Outside of the banks. It’s a concept that was once unimaginable here. Like Detroit outside of cars. Or Vegas outside of gambling. Two big banks — Bank of America (No. 13) and Wachovia — put Charlotte on the map, creating a first-class, if not world-class, city out of a place without a harbor, a river, or a major research university. Then they stumbled, each dragged down by the recession and one deal too many. Wachovia was sold to Wells Fargo (No. 26). Bank of America may be too big to fail, but it’s an institution still under intense scrutiny from investors and regulators.
From the city’s financial heart, the pain and uncertainty spread like a stain across the region, from the working-class towns of China Grove and Gastonia to the McMansions that line Lake Norman. Unemployment soared. So did foreclosures. It was as if the whole land — the concrete and steel, the red dirt and the endless brick — was holding its breath, just waiting for the other shoe to drop.
And then it didn’t. Charlotte isn’t fully recovered yet, but the bulldozers and cranes have returned. The great migration from the Rustbelt that helped fuel its growth has resumed. Even the Dean & Deluca is expanding. Maybe next year even Michael Jordan’s hapless Bobcats will win.
The gyrations have brought a dose of humility and new thinking to a swaggering region that had come to believe in the infallibility of its largest corporate citizens and perhaps relied too heavily on them for direction. Charlotte’s rebound is also part of the larger national debate taking place about the proper role of government in rebuilding the economy.

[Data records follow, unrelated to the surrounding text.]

//! Telemetry and observability.
//!
//! Counters and a latency histogram shared by pools, managers and periodic
//! buckets. Log output goes through `tracing`; installing a subscriber is up
//! to the embedding application.

pub mod metrics;

pub use metrics::{Metrics, MetricsSnapshot};
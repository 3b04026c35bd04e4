//! Task representation and run/cancel lifecycle.
//!
//! A task is anything implementing [`Task`]: it owns a [`TaskState`] and
//! supplies a body in [`Task::on_run`]. Pools, managers and periodic buckets
//! only ever see the capability through a [`TaskRef`], never the concrete
//! type.
//!
//! Cancellation is cooperative. [`Task::cancel`] only raises a flag; the body
//! is expected to poll [`Task::is_cancelled`] (or sleep through
//! [`TaskState::wait_cancelled`]) and return promptly.

use parking_lot::{Condvar, Mutex};
use std::fmt;
use std::sync::atomic::{AtomicBool, AtomicU64, Ordering};
use std::sync::Arc;
use std::time::{Duration, Instant};

/// Global task ID counter
static TASK_ID_COUNTER: AtomicU64 = AtomicU64::new(1);

/// Unique identifier for a task
#[derive(Debug, Clone, Copy, PartialEq, Eq, PartialOrd, Ord, Hash)]
pub struct TaskId(u64);

impl TaskId {
    fn next() -> Self {
        TaskId(TASK_ID_COUNTER.fetch_add(1, Ordering::Relaxed))
    }

    pub fn as_u64(&self) -> u64 {
        self.0
    }
}

impl fmt::Display for TaskId {
    fn fmt(&self, f: &mut fmt::Formatter<'_>) -> fmt::Result {
        write!(f, "{}", self.0)
    }
}

/// Shared handle to a schedulable task.
pub type TaskRef = Arc<dyn Task>;

/// Run/cancel bookkeeping embedded in every task.
pub struct TaskState {
    id: TaskId,
    running: AtomicBool,
    cancel_requested: AtomicBool,
    lock: Mutex<()>,
    signal: Condvar,
}

impl TaskState {
    pub fn new() -> Self {
        Self {
            id: TaskId::next(),
            running: AtomicBool::new(false),
            cancel_requested: AtomicBool::new(false),
            lock: Mutex::new(()),
            signal: Condvar::new(),
        }
    }

    pub fn id(&self) -> TaskId {
        self.id
    }

    pub fn is_running(&self) -> bool {
        self.running.load(Ordering::Acquire)
    }

    pub fn is_cancelled(&self) -> bool {
        self.cancel_requested.load(Ordering::Acquire)
    }

    /// Raise the cancel flag. A no-op unless the task is running.
    pub fn request_cancel(&self) {
        // Start and finish flip `running` under the same lock.
        let _guard = self.lock.lock();
        if !self.is_running() {
            return;
        }
        self.cancel_requested.store(true, Ordering::Release);
        self.signal.notify_all();
    }

    /// Sleep for up to `timeout`, waking early on cancellation.
    ///
    /// Returns `true` if cancellation was requested.
    pub fn wait_cancelled(&self, timeout: Duration) -> bool {
        let deadline = Instant::now().checked_add(timeout);
        let mut guard = self.lock.lock();
        while !self.is_cancelled() {
            match deadline {
                Some(deadline) => {
                    if self.signal.wait_until(&mut guard, deadline).timed_out() {
                        return self.is_cancelled();
                    }
                }
                None => self.signal.wait(&mut guard),
            }
        }
        true
    }

    /// Block until the task is not running.
    ///
    /// With `Some(timeout)` the wait is bounded; returns `false` if the task
    /// was still running when the timeout expired. A timeout too large to
    /// represent as a deadline waits without bound.
    pub fn wait_stopped(&self, timeout: Option<Duration>) -> bool {
        let deadline = timeout.and_then(|t| Instant::now().checked_add(t));
        let mut guard = self.lock.lock();
        while self.is_running() {
            match deadline {
                Some(deadline) => {
                    if self.signal.wait_until(&mut guard, deadline).timed_out() {
                        return !self.is_running();
                    }
                }
                None => self.signal.wait(&mut guard),
            }
        }
        true
    }

    // Idle -> Running. Fails if another thread already runs this task.
    fn try_start(&self) -> bool {
        let _guard = self.lock.lock();
        let started = self
            .running
            .compare_exchange(false, true, Ordering::AcqRel, Ordering::Acquire)
            .is_ok();
        if started {
            self.cancel_requested.store(false, Ordering::Release);
        }
        started
    }

    fn finish(&self) {
        let _guard = self.lock.lock();
        self.cancel_requested.store(false, Ordering::Release);
        self.running.store(false, Ordering::Release);
        self.signal.notify_all();
    }
}

impl Default for TaskState {
    fn default() -> Self {
        Self::new()
    }
}

impl fmt::Debug for TaskState {
    fn fmt(&self, f: &mut fmt::Formatter<'_>) -> fmt::Result {
        f.debug_struct("TaskState")
            .field("id", &self.id)
            .field("running", &self.is_running())
            .field("cancel_requested", &self.is_cancelled())
            .finish()
    }
}

/// A cancellable unit of schedulable work.
pub trait Task: Send + Sync + 'static {
    fn state(&self) -> &TaskState;

    /// The work itself. Poll [`Task::is_cancelled`] at safe points.
    fn on_run(&self);

    /// Invoked after [`Task::on_run`] returns.
    fn on_complete(&self) {}

    fn cancel(&self) {
        self.state().request_cancel();
    }

    fn id(&self) -> TaskId {
        self.state().id()
    }

    fn is_running(&self) -> bool {
        self.state().is_running()
    }

    fn is_cancelled(&self) -> bool {
        self.state().is_cancelled()
    }

    /// Run the body on the calling thread.
    ///
    /// Returns `false` without running anything if the task is already
    /// running elsewhere.
    fn run(&self) -> bool {
        let Some(_guard) = RunGuard::try_new(self.state()) else {
            return false;
        };
        self.on_run();
        self.on_complete();
        true
    }
}

impl fmt::Debug for dyn Task {
    fn fmt(&self, f: &mut fmt::Formatter<'_>) -> fmt::Result {
        f.debug_struct("Task").field("state", self.state()).finish()
    }
}

// Returns the task to idle when dropped, including on unwind.
struct RunGuard<'a> {
    state: &'a TaskState,
}

impl<'a> RunGuard<'a> {
    fn try_new(state: &'a TaskState) -> Option<Self> {
        state.try_start().then_some(Self { state })
    }
}

impl Drop for RunGuard<'_> {
    fn drop(&mut self) {
        self.state.finish();
    }
}

/// A task that has already been moved to Running but whose body has not
/// been entered yet.
///
/// Executors claim a task while holding their own bookkeeping lock, so a
/// concurrent cancel can never observe a task that was handed out but still
/// reports idle.
pub(crate) struct Admitted {
    task: TaskRef,
}

impl Admitted {
    pub(crate) fn try_new(task: &TaskRef) -> Option<Self> {
        task.state().try_start().then(|| Self { task: task.clone() })
    }

    pub(crate) fn task(&self) -> &TaskRef {
        &self.task
    }

    pub(crate) fn execute(self) {
        self.task.on_run();
        self.task.on_complete();
    }
}

impl Drop for Admitted {
    fn drop(&mut self) {
        self.task.state().finish();
    }
}
//! Task execution infrastructure.
//!
//! This module provides the task capability, task queues, single-thread
//! worker executors and the fixed-size thread pool built from them.

pub mod queue;
pub mod task;
pub mod thread_pool;
pub mod worker;

pub use queue::{FifoQueue, TaskQueue};
pub use task::{Task, TaskId, TaskRef, TaskState};
pub use thread_pool::ThreadPool;
pub use worker::WorkerExecutor;

pub(crate) use task::Admitted;
//! Idle backoff for workers polling an empty queue.

use std::thread;
use std::time::Duration;

/// Yield-then-nap backoff.
///
/// The first `yield_limit` steps hand the processor back to the OS; after
/// that each step sleeps for a short nap so an idle pool does not pin a core.
#[derive(Debug)]
pub struct Backoff {
    step: u32,
    yield_limit: u32,
}

impl Backoff {
    const NAP: Duration = Duration::from_micros(200);

    pub fn new(yield_limit: u32) -> Self {
        Self {
            step: 0,
            yield_limit,
        }
    }

    /// Reset the backoff to its initial state
    pub fn reset(&mut self) {
        self.step = 0;
    }

    /// Perform one step of backoff
    pub fn snooze(&mut self) {
        if self.step < self.yield_limit {
            self.step += 1;
            thread::yield_now();
        } else {
            thread::sleep(Self::NAP);
        }
    }

    /// Check if we've reached the nap phase
    pub fn is_napping(&self) -> bool {
        self.step >= self.yield_limit
    }
}

impl Default for Backoff {
    fn default() -> Self {
        Self::new(16)
    }
}
//! Task scheduling.
//!
//! Two schedulers sit on top of the executor layer: the bounded
//! spawn-per-task [`TaskManager`] and the period-bucketed
//! [`PeriodicTaskManager`].

pub mod periodic;
pub mod task_manager;

pub use periodic::{PeriodicTask, PeriodicTaskManager, PeriodicTaskPool};
pub use task_manager::TaskManager;
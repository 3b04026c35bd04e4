use super::queue::{FifoQueue, TaskQueue};
use super::task::TaskRef;
use super::worker::WorkerExecutor;
use crate::config::Config;
use crate::error::{Error, Result};
use crate::telemetry::Metrics;
use parking_lot::Mutex;
use std::sync::Arc;
use tracing::debug;

#[derive(Debug, Clone, Copy, PartialEq, Eq)]
enum Lifecycle {
    Idle,
    Started,
    Terminated,
}

/// A fixed set of workers pulling from one shared FIFO queue.
///
/// Tasks may be added before or after [`ThreadPool::execute`]. Queue depth is
/// unbounded.
pub struct ThreadPool {
    queue: Arc<FifoQueue>,
    workers: Vec<WorkerExecutor>,
    lifecycle: Mutex<Lifecycle>,
    metrics: Arc<Metrics>,
}

impl ThreadPool {
    /// Pool with `num_threads` workers and otherwise default settings.
    pub fn new(num_threads: usize) -> Result<Self> {
        let config = Config::builder().num_threads(num_threads).build()?;
        Self::with_config(&config)
    }

    pub fn with_config(config: &Config) -> Result<Self> {
        config.validate()?;

        let num_threads = config.worker_threads();
        let queue = Arc::new(FifoQueue::new());
        let metrics = Arc::new(Metrics::new());

        let workers = (0..num_threads)
            .map(|id| {
                WorkerExecutor::new(
                    format!("{}-worker-{}", config.thread_name_prefix, id),
                    queue.clone(),
                    metrics.clone(),
                    config.stack_size,
                    config.idle_yields,
                )
            })
            .collect();

        Ok(Self {
            queue,
            workers,
            lifecycle: Mutex::new(Lifecycle::Idle),
            metrics,
        })
    }

    /// Enqueue without blocking. Ignored once the pool is terminated.
    pub fn add_task(&self, task: TaskRef) {
        if *self.lifecycle.lock() == Lifecycle::Terminated {
            debug!(task_id = %task.id(), "pool terminated, task dropped");
            return;
        }
        self.queue.enqueue(task);
    }

    /// Drop `task` if it is still queued, and cancel it if a worker is
    /// running it.
    pub fn cancel_task(&self, task: &TaskRef) {
        if self.queue.erase(task) {
            debug!(task_id = %task.id(), "pending task removed");
        }
        for worker in &self.workers {
            if worker.cancel_task_if_running(task) {
                debug!(task_id = %task.id(), worker = worker.name(), "running task cancelled");
            }
        }
    }

    /// Start every worker. Calling it again is a no-op; calling it after
    /// [`ThreadPool::terminate`] is an error.
    pub fn execute(&self) -> Result<()> {
        let mut lifecycle = self.lifecycle.lock();
        match *lifecycle {
            Lifecycle::Started => return Ok(()),
            Lifecycle::Terminated => return Err(Error::Terminated),
            Lifecycle::Idle => {}
        }

        for worker in &self.workers {
            if let Err(e) = worker.execute() {
                for started in &self.workers {
                    started.terminate();
                }
                return Err(e);
            }
        }

        *lifecycle = Lifecycle::Started;
        debug!(workers = self.workers.len(), "thread pool started");
        Ok(())
    }

    /// Stop all workers, cancelling running tasks, and discard the queue.
    pub fn terminate(&self) {
        let mut lifecycle = self.lifecycle.lock();
        if *lifecycle == Lifecycle::Terminated {
            return;
        }
        *lifecycle = Lifecycle::Terminated;
        drop(lifecycle);

        for worker in &self.workers {
            worker.terminate();
        }
        self.queue.clear();
        debug!("thread pool terminated");
    }

    pub fn num_threads(&self) -> usize {
        self.workers.len()
    }

    pub fn pending_tasks(&self) -> usize {
        self.queue.len()
    }

    pub fn is_started(&self) -> bool {
        *self.lifecycle.lock() == Lifecycle::Started
    }

    pub fn metrics(&self) -> &Arc<Metrics> {
        &self.metrics
    }
}

impl std::fmt::Debug for ThreadPool {
    fn fmt(&self, f: &mut std::fmt::Formatter<'_>) -> std::fmt::Result {
        f.debug_struct("ThreadPool")
            .field("num_threads", &self.num_threads())
            .field("pending_tasks", &self.pending_tasks())
            .field("lifecycle", &*self.lifecycle.lock())
            .finish()
    }
}

impl Drop for ThreadPool {
    fn drop(&mut self) {
        self.terminate();
    }
}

This is just the kind of narrative that fits in with President Obama’s bid for reelection, and it’s against this backdrop that 6,000 delegates and another 30,000 or so hangers-on will descend on Charlotte in early September for the Democratic National Convention. Obama carried the state by a mere 14,000 votes in 2008, and it’s hard to imagine a road to his reelection that doesn’t run through North Carolina. How much does he need the state? Enough that he’s willing to give his acceptance speech at Bank of America Stadium.
Given the comments that the President occasionally tosses around about the conduct of the big banks, there’s some irony in this, but Charlotte isn’t a particularly ironic place. It’s more transactional, as befits a community without any counterweight to commerce. Howard Levine, the chairman of Family Dollar (No. 301) (FDO), the big discount retailer whose headquarters are just beyond the city limits in Matthews, prefers to see the President’s decision as a symbol of reconciliation. “Maybe’s he’s signaling that we all need to move on as a country, not just the city of Charlotte, but as a country.”
And there you have the essence of Charlotte. It is a city that knows how to move on.
There are a lot of theories about how this came to be, but Jim Rogers, the CEO of Duke Energy (No. 186) (DUK), says it’s rooted in the settlement patterns that have shaped the city. More than two-thirds of the population of Mecklenburg County, which includes Charlotte, was born outside North Carolina. Simply put, the past here has no constituency.
Rogers helped recruit the convention, bringing a partisan event to a stridently nonpartisan city. It’s an action that he insists has less to do with politics than with promoting economic development. He’s trying to create what leaders here call an “energy hub,” a critical mass of companies that would make Charlotte the center of the nonpetroleum power business. Siemens (SI) and Westinghouse, among others, already have big facilities in the area, and ABB (ABB) is building a massive cable factory north of the city. Manufacturing is a critical part of the regional workforce, and it’s still suffering, accounting for two-thirds of the 60,000 jobs lost in the region during the recession.
“This is a city that has reinvented itself from an early trading post to the second-largest banking center in the United States and now is on a journey to reinvent itself again,” says Rogers. “This is a story of resilience.”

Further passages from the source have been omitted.